**Task material:**
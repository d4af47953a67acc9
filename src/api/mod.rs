//! API layer - HTTP handlers and routing
//!
//! All endpoints live under `/api/v1`:
//! - Health check
//! - Auth (register, login, logout, current user)
//! - Availability (professors declare windows, anyone signed in browses)
//! - Appointments (students book, professors cancel)

pub mod appointments;
pub mod auth;
pub mod availability;
pub mod health;
pub mod middleware;

use anyhow::Context;
use axum::{
    http::{header, HeaderValue, Method},
    middleware as axum_middleware,
    Router,
};
use tower_http::{cors::CorsLayer, trace::TraceLayer};

pub use middleware::{ApiError, AppState, AuthenticatedUser};

/// Build the main API router
pub fn build_api_router(state: AppState) -> Router<AppState> {
    let professor_routes = Router::new()
        .nest("/availability", availability::professor_router())
        .nest("/appointments", appointments::professor_router())
        .route_layer(axum_middleware::from_fn(middleware::require_professor))
        .route_layer(axum_middleware::from_fn_with_state(
            state.clone(),
            middleware::require_auth,
        ));

    let student_routes = Router::new()
        .nest("/appointments", appointments::student_router())
        .route_layer(axum_middleware::from_fn(middleware::require_student))
        .route_layer(axum_middleware::from_fn_with_state(
            state.clone(),
            middleware::require_auth,
        ));

    // Any signed-in user
    let protected_routes = Router::new()
        .nest("/auth", auth::protected_router())
        .nest("/availability", availability::router())
        .route_layer(axum_middleware::from_fn_with_state(
            state.clone(),
            middleware::require_auth,
        ));

    Router::new()
        .nest("/health", health::router())
        .nest("/auth", auth::public_router())
        .merge(professor_routes)
        .merge(student_routes)
        .merge(protected_routes)
}

/// Build the complete router with middleware
///
/// # Errors
///
/// Returns an error if `cors_origin` is not a valid header value.
pub fn build_router(state: AppState, cors_origin: &str) -> anyhow::Result<Router> {
    let origin = cors_origin
        .parse::<HeaderValue>()
        .with_context(|| format!("Invalid CORS origin: {}", cors_origin))?;

    // Credentials allowed so the session cookie works cross-origin
    let cors = CorsLayer::new()
        .allow_origin(origin)
        .allow_methods([Method::GET, Method::POST, Method::DELETE])
        .allow_headers([header::CONTENT_TYPE, header::AUTHORIZATION, header::COOKIE])
        .allow_credentials(true);

    Ok(Router::new()
        .nest("/api/v1", build_api_router(state.clone()))
        .layer(cors)
        .layer(TraceLayer::new_for_http())
        .with_state(state))
}


#[cfg(test)]
mod tests {
    use super::test_support::*;
    use axum::http::{header, Method, StatusCode};

    #[tokio::test]
    async fn test_session_cookie_authenticates() {
        let (app, _state) = test_app().await;
        register(&app, "cookie_user", "student").await;
        let token = login(&app, "cookie_user").await;

        let request = axum::http::Request::builder()
            .method(Method::GET)
            .uri("/api/v1/auth/me")
            .header(header::COOKIE, format!("session={}", token))
            .body(axum::body::Body::empty())
            .unwrap();
        let response = tower::ServiceExt::oneshot(app, request).await.unwrap();

        assert_eq!(response.status(), StatusCode::OK);
    }

    #[tokio::test]
    async fn test_unknown_route_is_not_found() {
        let (app, _state) = test_app().await;
        let (status, _) = send(&app, Method::GET, "/api/v1/nope", None, None).await;
        assert_eq!(status, StatusCode::NOT_FOUND);
    }

    #[tokio::test]
    async fn test_build_router_rejects_bad_origin() {
        let state = test_state().await;
        assert!(super::build_router(state, "bad\norigin").is_err());
    }
}
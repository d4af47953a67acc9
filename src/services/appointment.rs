//! Appointment service
//!
//! Booking and cancellation.
//!
//! `book` does a cheap pre-check for an existing scheduled appointment so the
//! common conflict is reported without a write, but the pre-check is not what
//! keeps a window single-booked. The insert itself is guarded by the
//! active-claim unique index; a booker that passes the pre-check and then
//! loses the insert race gets the same `Conflict` as one that failed it.

use crate::db::repositories::{AppointmentRepository, AvailabilityRepository, UserRepository};
use crate::models::{Appointment, BookedAppointment, StudentAppointment};
use anyhow::Context;
use std::collections::HashSet;
use std::sync::Arc;

const SLOT_UNAVAILABLE: &str = "Time slot not found or unavailable";
const SLOT_TAKEN: &str = "Time slot already booked";
const APPOINTMENT_NOT_FOUND: &str = "Appointment not found or already cancelled";

/// Error types for booking operations
#[derive(Debug, thiserror::Error)]
pub enum BookingError {
    #[error("Invalid input: {0}")]
    InvalidInput(String),

    #[error("Not found: {0}")]
    NotFound(String),

    /// The window already has a scheduled appointment
    #[error("Conflict: {0}")]
    Conflict(String),

    #[error("Internal error: {0}")]
    Internal(#[from] anyhow::Error),
}

pub struct AppointmentService {
    appointment_repo: Arc<dyn AppointmentRepository>,
    availability_repo: Arc<dyn AvailabilityRepository>,
    user_repo: Arc<dyn UserRepository>,
}

impl AppointmentService {
    pub fn new(
        appointment_repo: Arc<dyn AppointmentRepository>,
        availability_repo: Arc<dyn AvailabilityRepository>,
        user_repo: Arc<dyn UserRepository>,
    ) -> Self {
        Self {
            appointment_repo,
            availability_repo,
            user_repo,
        }
    }

    /// Book a window for a student.
    ///
    /// # Errors
    ///
    /// - `NotFound` if the window does not exist or its professor is gone
    /// - `Conflict` if the window already has a scheduled appointment,
    ///   including when a concurrent booking won the insert
    /// - `Internal` for database errors
    pub async fn book(
        &self,
        student_id: i64,
        availability_id: i64,
    ) -> Result<BookedAppointment, BookingError> {
        let window = self
            .availability_repo
            .get_by_id(availability_id)
            .await
            .context("Failed to get availability window")?
            .ok_or_else(|| BookingError::NotFound(SLOT_UNAVAILABLE.to_string()))?;

        if self
            .appointment_repo
            .find_scheduled_by_availability(availability_id)
            .await
            .context("Failed to check existing appointment")?
            .is_some()
        {
            tracing::debug!(student_id, availability_id, "Booking rejected: window already booked");
            return Err(BookingError::Conflict(SLOT_TAKEN.to_string()));
        }

        let professor = self
            .user_repo
            .get_by_id(window.professor_id)
            .await
            .context("Failed to get professor")?
            .ok_or_else(|| BookingError::NotFound("Professor not found".to_string()))?;

        let appointment = self
            .appointment_repo
            .create_if_unclaimed(student_id, window.professor_id, availability_id)
            .await
            .context("Failed to create appointment")?
            .ok_or_else(|| {
                tracing::debug!(student_id, availability_id, "Booking lost the insert race");
                BookingError::Conflict(SLOT_TAKEN.to_string())
            })?;

        tracing::info!(
            appointment_id = appointment.id,
            student_id,
            professor_id = professor.id,
            availability_id,
            "Appointment booked"
        );

        Ok(BookedAppointment {
            id: appointment.id,
            student_id,
            professor_id: professor.id,
            professor_name: professor.username,
            start_time: window.start_time,
            end_time: window.end_time,
            status: appointment.status,
        })
    }

    /// Cancel a scheduled appointment on behalf of its professor.
    ///
    /// # Errors
    ///
    /// `NotFound` if the appointment does not exist, belongs to another
    /// professor, or is already cancelled. The three cases are not told apart.
    pub async fn cancel(&self, appointment_id: i64, professor_id: i64) -> Result<(), BookingError> {
        let cancelled = self
            .appointment_repo
            .cancel(appointment_id, professor_id)
            .await
            .context("Failed to cancel appointment")?;

        if !cancelled {
            return Err(BookingError::NotFound(APPOINTMENT_NOT_FOUND.to_string()));
        }

        tracing::info!(appointment_id, professor_id, "Appointment cancelled");
        Ok(())
    }

    /// A student's scheduled appointments, ascending by start time
    pub async fn list_by_student(
        &self,
        student_id: i64,
    ) -> Result<Vec<StudentAppointment>, BookingError> {
        Ok(self
            .appointment_repo
            .list_scheduled_by_student(student_id)
            .await
            .context("Failed to list student appointments")?)
    }

    /// Window ids that currently carry a scheduled appointment for a professor
    pub async fn booked_window_ids(&self, professor_id: i64) -> Result<HashSet<i64>, BookingError> {
        Ok(self
            .appointment_repo
            .booked_window_ids(professor_id)
            .await
            .context("Failed to list booked windows")?)
    }

    /// Fetch an appointment by id, any status
    pub async fn get(&self, appointment_id: i64) -> Result<Appointment, BookingError> {
        self.appointment_repo
            .get_by_id(appointment_id)
            .await
            .context("Failed to get appointment")?
            .ok_or_else(|| BookingError::NotFound("Appointment not found".to_string()))
    }
}


#[cfg(test)]
mod property_tests {
    use super::*;
    use crate::db::repositories::test_support::{seed_user, setup_pool, window_at};
    use crate::db::repositories::{
        SqlxAppointmentRepository, SqlxAvailabilityRepository, SqlxUserRepository,
    };
    use crate::models::UserRole;
    use crate::services::AvailabilityService;
    use proptest::prelude::*;

    #[derive(Debug, Clone)]
    enum Op {
        Book { student: usize, window: usize },
        Cancel { booking: usize },
    }

    fn op_strategy() -> impl Strategy<Value = Op> {
        prop_oneof![
            (0usize..3, 0usize..4).prop_map(|(student, window)| Op::Book { student, window }),
            (0usize..8).prop_map(|booking| Op::Cancel { booking }),
        ]
    }

    proptest! {
        #![proptest_config(ProptestConfig::with_cases(24))]

        /// After any sequence of bookings and cancellations, every window has
        /// at most one scheduled appointment and the open slots are exactly
        /// the windows without one.
        #[test]
        fn booked_and_open_partition_windows(ops in prop::collection::vec(op_strategy(), 1..20)) {
            let rt = tokio::runtime::Runtime::new().unwrap();
            rt.block_on(async {
                let pool = setup_pool().await;
                let prof = seed_user(&pool, "turing", UserRole::Professor).await;
                let mut students = Vec::new();
                for i in 0..3 {
                    students.push(seed_user(&pool, &format!("s{}", i), UserRole::Student).await);
                }

                let windows = SqlxAvailabilityRepository::boxed(pool.clone());
                let appointments = SqlxAppointmentRepository::boxed(pool.clone());
                let users = SqlxUserRepository::boxed(pool.clone());
                let booking = AppointmentService::new(appointments.clone(), windows.clone(), users.clone());
                let availability = AvailabilityService::new(windows, appointments, users);

                let declared: Vec<i64> = availability
                    .declare(prof, &[window_at(9, 10), window_at(10, 11), window_at(11, 12), window_at(12, 13)])
                    .await
                    .unwrap()
                    .iter()
                    .map(|w| w.id)
                    .collect();

                let mut model: std::collections::HashMap<i64, i64> = Default::default();
                let mut bookings: Vec<(i64, i64)> = Vec::new();

                for op in ops {
                    match op {
                        Op::Book { student, window } => {
                            let window_id = declared[window];
                            let result = booking.book(students[student], window_id).await;
                            if model.contains_key(&window_id) {
                                assert!(matches!(result, Err(BookingError::Conflict(_))));
                            } else {
                                let booked = result.expect("Free window should book");
                                model.insert(window_id, booked.id);
                                bookings.push((booked.id, window_id));
                            }
                        }
                        Op::Cancel { booking: idx } => {
                            let Some(&(appointment_id, window_id)) = bookings.get(idx) else {
                                continue;
                            };
                            let result = booking.cancel(appointment_id, prof).await;
                            if model.get(&window_id) == Some(&appointment_id) {
                                result.expect("Scheduled appointment should cancel");
                                model.remove(&window_id);
                            } else {
                                assert!(matches!(result, Err(BookingError::NotFound(_))));
                            }
                        }
                    }
                }

                let booked = booking.booked_window_ids(prof).await.unwrap();
                let expected: HashSet<i64> = model.keys().copied().collect();
                assert_eq!(booked, expected);

                let open: HashSet<i64> = availability
                    .open_slots(prof)
                    .await
                    .unwrap()
                    .iter()
                    .map(|s| s.id)
                    .collect();
                assert!(open.is_disjoint(&booked));
                assert_eq!(open.len() + booked.len(), declared.len());
            });
        }
    }
}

**Work to complete:**
Print exactly the lines above from the one with "let expected: HashSet<i64>" to the one with "assert!(open.is_disjoint(&booked));", including both.

**Solution to this task:**
                let expected: HashSet<i64> = model.keys().copied().collect();
                assert_eq!(booked, expected);

                let open: HashSet<i64> = availability
                    .open_slots(prof)
                    .await
                    .unwrap()
                    .iter()
                    .map(|s| s.id)
                    .collect();
                assert!(open.is_disjoint(&booked));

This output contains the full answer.